You may or may not have to put a dollar value on your mentoring strategy but you will need to identify some success indicators. Here are a few thought starters.
- Staff retention
- Return to work after maternity leave or injury
- Representation of target group in grade, roles, positions, locations
- Percentage of applications for internal jobs or promotions
- Number in the target group who won a position or promotion
- Number who participate in training, education or development opportunities
- Number of external (target group) applicants for jobs
- Benchmark comparison, industry average, other organisations
Some of these are easy to put a dollar value. For example, mentoring programs specifically designed to attract and retain graduates. Recruiting graduates is expensive and there is no ROI if you lose your new person within two years. Gen Y has been notoriously career-oriented and mobile. Some organisations, such as government agencies cannot pay big dollars to get or keep graduates, so mentoring is a cost-effective strategy attractive to the career development focus of this group.

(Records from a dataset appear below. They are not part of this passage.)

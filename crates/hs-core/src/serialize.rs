//! Flattening a specification into the wire format.
//!
//! The wire map is a flat string → string mapping whose keys encode the path
//! through the tree:
//!
//! ```text
//! hmm-name                                  model name (optional)
//! State[n][st_name]                         state name
//! State[n][com_type]                        SingleComponent | MixtureComponent
//! State[n][distribution]                    Normal | Uniform        (single)
//! State[n][single_com_m1]                   parameter               (single)
//! State[n]components[c][distribution]       Normal | Uniform        (mixture)
//! State[n]components[c][single_com_l1]      parameter               (mixture)
//! State[n]weights[c][M_com_weight]          component weight        (mixture)
//! State_M[n][tpm]                           accepted transition row n
//! IPV-Value                                 accepted initial vector
//! ```

use hs_common::{Error, Result};
use hs_math::format_entry;
use std::collections::{BTreeMap, HashSet};
use tracing::{debug, warn};

use crate::logging::event_names;
use crate::model::{ComponentBuilder, DistributionSpec, EmissionMode, Specification, State};

/// Flat wire mapping, ordered by key.
pub type WireMap = BTreeMap<String, String>;

/// Wire key construction.
pub mod keys {
    pub const HMM_NAME: &str = "hmm-name";
    pub const INITIAL_VECTOR: &str = "IPV-Value";
    pub const STATE_NAME: &str = "st_name";
    pub const COM_TYPE: &str = "com_type";
    pub const DISTRIBUTION: &str = "distribution";
    pub const WEIGHT: &str = "M_com_weight";

    /// `State[n][field]`
    pub fn state(n: usize, field: &str) -> String {
        format!("State[{}][{}]", n, field)
    }

    /// `State[n]components[c][field]`
    pub fn component(n: usize, c: usize, field: &str) -> String {
        format!("State[{}]components[{}][{}]", n, c, field)
    }

    /// `State[n]weights[c][M_com_weight]`
    pub fn weight(n: usize, c: usize) -> String {
        format!("State[{}]weights[{}][{}]", n, c, WEIGHT)
    }

    /// `State_M[n][tpm]`
    pub fn transition_row(n: usize) -> String {
        format!("State_M[{}][tpm]", n)
    }
}

/// Produces wire maps, collecting every problem that blocks completion.
#[derive(Debug, Clone, Copy)]
pub struct SpecSerializer {
    enforce_uniform_bounds: bool,
    require_model_name: bool,
}

impl Default for SpecSerializer {
    fn default() -> Self {
        SpecSerializer {
            enforce_uniform_bounds: true,
            require_model_name: false,
        }
    }
}

impl SpecSerializer {
    pub fn new(enforce_uniform_bounds: bool) -> Self {
        SpecSerializer {
            enforce_uniform_bounds,
            ..SpecSerializer::default()
        }
    }

    /// Report a missing `hmm-name` as a problem.
    pub fn with_required_model_name(mut self, required: bool) -> Self {
        self.require_model_name = required;
        self
    }

    /// Serializer configured from the specification's own rules.
    pub fn for_spec(spec: &Specification) -> Self {
        let rules = spec.rules();
        SpecSerializer::new(rules.enforce_uniform_bounds)
            .with_required_model_name(rules.require_model_name)
    }

    /// Everything that keeps `spec` from serializing; empty when complete.
    pub fn problems(&self, spec: &Specification) -> Vec<String> {
        let mut problems = Vec::new();
        let mut out = WireMap::new();
        self.write(spec, &mut out, &mut problems);
        problems
    }

    /// Flatten `spec`, or fail with every problem found.
    pub fn serialize(&self, spec: &Specification) -> Result<WireMap> {
        let mut problems = Vec::new();
        let mut out = WireMap::new();
        self.write(spec, &mut out, &mut problems);

        if problems.is_empty() {
            debug!(event = event_names::SERIALIZE_FINISHED, keys = out.len(), "specification serialized");
            Ok(out)
        } else {
            warn!(
                event = event_names::SERIALIZE_INCOMPLETE,
                problems = problems.len(),
                "specification incomplete"
            );
            Err(Error::IncompleteSpecification { problems })
        }
    }

    fn write(&self, spec: &Specification, out: &mut WireMap, problems: &mut Vec<String>) {
        match spec.name() {
            Some(name) => {
                out.insert(keys::HMM_NAME.to_string(), name.to_string());
            }
            None if self.require_model_name => problems.push("model name missing".to_string()),
            None => {}
        }

        if spec.states().is_empty() {
            problems.push("no states defined".to_string());
            return;
        }

        let mut seen = HashSet::new();
        for state in spec.states().iter() {
            let label = state.label();
            if !seen.insert(label.clone()) {
                problems.push(format!("duplicate state name '{}'", label));
            }
            out.insert(keys::state(state.index(), keys::STATE_NAME), label);
            self.write_emission(state, out, problems);
        }

        if let Some(initial) = spec.initial() {
            match initial.accepted() {
                Some(value) => {
                    out.insert(keys::INITIAL_VECTOR.to_string(), value.to_string());
                }
                None => problems.push(format!("initial vector is {}", initial.status())),
            }
        }

        if let Some(transitions) = spec.transitions() {
            for (i, row) in transitions.rows().iter().enumerate() {
                match row.accepted() {
                    Some(value) => {
                        out.insert(keys::transition_row(i + 1), value.to_string());
                    }
                    None => problems.push(format!("transition row {} is {}", i + 1, row.status())),
                }
            }
        }
    }

    fn write_emission(&self, state: &State, out: &mut WireMap, problems: &mut Vec<String>) {
        let n = state.index();
        let emission: &ComponentBuilder = state.emission();

        let Some(com_type) = emission.mode().wire_name() else {
            problems.push(format!("state {}: no emission mode chosen", n));
            return;
        };
        out.insert(keys::state(n, keys::COM_TYPE), com_type.to_string());

        match emission.mode() {
            EmissionMode::Single => {
                let scope = format!("state {}", n);
                match emission.components().first().and_then(|c| c.distribution()) {
                    Some(dist) => {
                        out.insert(
                            keys::state(n, keys::DISTRIBUTION),
                            dist.kind().wire_name().to_string(),
                        );
                        for (field, value) in dist.entries() {
                            if let Some(value) = value {
                                out.insert(keys::state(n, field.wire_key()), format_entry(Some(value)));
                            }
                        }
                        self.check_distribution(&scope, dist, problems);
                    }
                    None => problems.push(format!("{}: no distribution chosen", scope)),
                }
            }
            EmissionMode::Mixture => {
                if emission.components().is_empty() {
                    problems.push(format!("state {}: mixture has no components", n));
                    return;
                }
                for component in emission.components() {
                    let c = component.index();
                    let scope = format!("state {} component {}", n, c);
                    match component.distribution() {
                        Some(dist) => {
                            out.insert(
                                keys::component(n, c, keys::DISTRIBUTION),
                                dist.kind().wire_name().to_string(),
                            );
                            for (field, value) in dist.entries() {
                                if let Some(value) = value {
                                    out.insert(
                                        keys::component(n, c, field.wire_key()),
                                        format_entry(Some(value)),
                                    );
                                }
                            }
                            self.check_distribution(&scope, dist, problems);
                        }
                        None => problems.push(format!("{}: no distribution chosen", scope)),
                    }
                }
                let weights = emission.weights();
                if weights.accepted().is_some() {
                    for (component, weight) in emission.components().iter().zip(weights.slots()) {
                        out.insert(keys::weight(n, component.index()), format_entry(*weight));
                    }
                } else {
                    problems.push(format!("state {}: mixture weights are {}", n, weights.status()));
                }
            }
            EmissionMode::Unset => {}
        }
    }

    fn check_distribution(&self, scope: &str, dist: &DistributionSpec, problems: &mut Vec<String>) {
        let missing = dist.missing_fields();
        if !missing.is_empty() {
            let names: Vec<&str> = missing.iter().map(|f| f.as_str()).collect();
            problems.push(format!("{}: missing {}", scope, names.join(", ")));
        }
        if self.enforce_uniform_bounds {
            for axis in dist.bound_violations() {
                problems.push(format!("{}: {} lower bound exceeds upper bound", scope, axis));
            }
        }
    }
}

/// Serialize with the specification's own rules.
pub fn serialize(spec: &Specification) -> Result<WireMap> {
    SpecSerializer::for_spec(spec).serialize(spec)
}
//! Registry — named-operation dispatch with declared input shapes.
//!
//! Maps stable operation names (`findById`, `createOne`, ...) to handler
//! functions, built once at construction. `dispatch` applies the
//! operation's input shape (deserializing the JSON payload into its
//! parameter struct) before the facade — and therefore the store — is
//! touched. A `Null` payload to an optional-object operation is equivalent
//! to `{}`.
//!
//! `query` takes a closure, not data, so it is not dispatchable by name;
//! use `CrudService::query` directly.
//!
//! ## Example
//!
//! ```ignore
//! let registry = Registry::new(CrudService::new(Box::new(InMemoryStore::new())));
//!
//! let created = registry.dispatch("createOne", json!({ "name": "Al" }))?;
//! let found = registry.dispatch("findById", created["id"].clone())?;
//! ```

use std::collections::HashMap;

use serde::de::DeserializeOwned;
use serde_json::Value;

use super::crud::CrudService;
use crate::error::ServiceError;
use crate::store::{FindManyParams, QueryParams, UpdateParams};

type OperationHandler =
    Box<dyn Fn(&CrudService, Value) -> Result<Value, ServiceError> + Send + Sync>;

/// Routes named operations to facade methods.
pub struct Registry {
    service: CrudService,
    handlers: HashMap<String, OperationHandler>,
}

impl Registry {
    /// Wrap a facade, registering every CRUD operation under its stable name.
    pub fn new(service: CrudService) -> Self {
        let registry = Self {
            service,
            handlers: HashMap::new(),
        };

        registry
            .operation("findById", |service, input| {
                if input.is_null() {
                    return Err(ServiceError::InvalidInput(
                        "findById requires an id".to_string(),
                    ));
                }
                service.find_by_id(&input)
            })
            .operation("findOne", |service, input| {
                service.find_one(optional_shape(input)?)
            })
            .operation("findMany", |service, input| {
                service.find_many(optional_shape::<FindManyParams>(input)?)
            })
            .operation("createOne", |service, input| service.create_one(input))
            .operation("createMany", |service, input| {
                let records: Vec<Value> = required_shape("createMany", input)?;
                Ok(Value::Array(service.create_many(records)?))
            })
            .operation("updateOne", |service, input| {
                service.update_one(required_shape::<UpdateParams>("updateOne", input)?)
            })
            .operation("updateMany", |service, input| {
                service.update_many(required_shape::<UpdateParams>("updateMany", input)?)
            })
            .operation("replaceOne", |service, input| service.replace_one(input))
            .operation("deleteOne", |service, input| {
                service.delete_one(optional_shape(input)?)
            })
            .operation("deleteMany", |service, input| {
                service.delete_many(optional_shape(input)?)
            })
            .operation("count", |service, input| {
                service.count(optional_shape(input)?)
            })
    }

    /// Register an operation handler.
    ///
    /// Uses builder pattern — returns `self` for chaining.
    pub fn operation<F>(mut self, name: &str, handler: F) -> Self
    where
        F: Fn(&CrudService, Value) -> Result<Value, ServiceError> + Send + Sync + 'static,
    {
        self.handlers.insert(name.to_string(), Box::new(handler));
        self
    }

    /// Dispatch an operation by name.
    ///
    /// Looks up the handler, applies the declared input shape, then calls
    /// the facade method. Shape violations reject before any store call.
    pub fn dispatch(&self, operation: &str, input: Value) -> Result<Value, ServiceError> {
        let handler = self
            .handlers
            .get(operation)
            .ok_or_else(|| ServiceError::UnknownOperation(operation.to_string()))?;
        handler(&self.service, input)
    }

    /// List registered operation names.
    pub fn operations(&self) -> Vec<&str> {
        self.handlers.keys().map(|s| s.as_str()).collect()
    }

    /// Get a reference to the wrapped facade.
    pub fn service(&self) -> &CrudService {
        &self.service
    }

    /// Get a mutable reference to the wrapped facade (e.g. for `set_store`).
    pub fn service_mut(&mut self) -> &mut CrudService {
        &mut self.service
    }
}

/// Shape check for operations whose input object is optional: `Null`
/// becomes the default (empty) shape.
fn optional_shape<T: DeserializeOwned + Default>(input: Value) -> Result<T, ServiceError> {
    if input.is_null() {
        return Ok(T::default());
    }
    serde_json::from_value(input).map_err(|e| ServiceError::InvalidInput(e.to_string()))
}

/// Shape check for operations with a required input payload.
fn required_shape<T: DeserializeOwned>(operation: &str, input: Value) -> Result<T, ServiceError> {
    if input.is_null() {
        return Err(ServiceError::InvalidInput(format!(
            "{} requires an input payload",
            operation
        )));
    }
    serde_json::from_value(input).map_err(|e| ServiceError::InvalidInput(e.to_string()))
}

Likewise, many organisations are not ready for the exodus of experience when baby-boomers retire. Being mentors can help keep them, engage them and increase their productivity while facilitating knowledge transfer.
You can probably find some figures within your organisation or industry regarding the replacement cost of staff. Obviously it varies depending on the role. But a ballpark estimate of around 2-3 times annual salary per person could be a starting point. You can’t ignore this kind of money. That’s why one of our major banks was a trailblazer twenty years ago, with mentoring as part of a suit of programs for women on maternity leave. They realised that the cost of losing their talent and experience, long-term, was unacceptable and avoidable.
One way to evaluating ROI is to look at the cost of not having mentoring. Last year one of my clients launched a career-focused mentoring program. However, the GFC meant that the program coincided with a job freeze! Yet because of the mentoring, participants spent twelve months enthusiastic about their employer and confident about their future instead of succumbing to disenchantment. That’s how mentoring works!